------ Provided entries ------

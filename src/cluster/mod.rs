//! Clustering algorithms for grouping extracted raster points.
//!
//! Two algorithms are provided, both consuming the same [`Point`] sequences
//! produced by [`crate::extract`]:
//!
//! ## DBSCAN
//!
//! Density-based clustering that discovers the number of clusters itself and
//! labels outliers as noise. This is the primary algorithm of the crate and
//! the one with order-sensitive semantics worth reading about: see
//! [`Dbscan`] for the traversal and border-point rules.
//!
//! ## K-means
//!
//! The classic centroid algorithm: assign each point to the nearest center,
//! move centers to the mean of their points, repeat. Requires `k` up front
//! and has no noise concept. Included as the simple alternative when cluster
//! count is known.
//!
//! ## Labels
//!
//! Both algorithms emit one `i32` label per input point. DBSCAN may emit the
//! [`NOISE`] sentinel (`-1`); k-means labels are always in `0..k`. The label
//! array always has the same length as the input.
//!
//! ## Usage
//!
//! ```rust
//! use stipple::cluster::{Clustering, Dbscan, Kmeans};
//! use stipple::Point;
//!
//! let points = vec![
//!     Point::new(0.0, 0.0),
//!     Point::new(0.5, 0.5),
//!     Point::new(10.0, 10.0),
//!     Point::new(10.5, 10.5),
//! ];
//!
//! // Density clustering: discovers two clusters.
//! let fit = Dbscan::new(1.0, 2).fit(&points).unwrap();
//! assert_eq!(fit.n_clusters, 2);
//! assert_eq!(fit.labels[0], fit.labels[1]);
//! assert_ne!(fit.labels[0], fit.labels[2]);
//!
//! // Centroid clustering with a known k.
//! let labels = Kmeans::new(2).with_seed(42).fit_predict(&points).unwrap();
//! assert_eq!(labels.len(), points.len());
//! ```
//!
//! [`Point`]: crate::Point

mod dbscan;
mod kmeans;
mod traits;
mod util;

pub use dbscan::{Dbscan, DbscanFit, NOISE};
pub use kmeans::{Kmeans, KmeansFit};
pub use traits::Clustering;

------

> _Assignment_: Look through the data above. Find each line with the string "crate" and copy it.

> _Exercise result_:
//! produced by [`crate::extract`]:
//! labels outliers as noise. This is the primary algorithm of the crate and
//! [`Point`]: crate::Point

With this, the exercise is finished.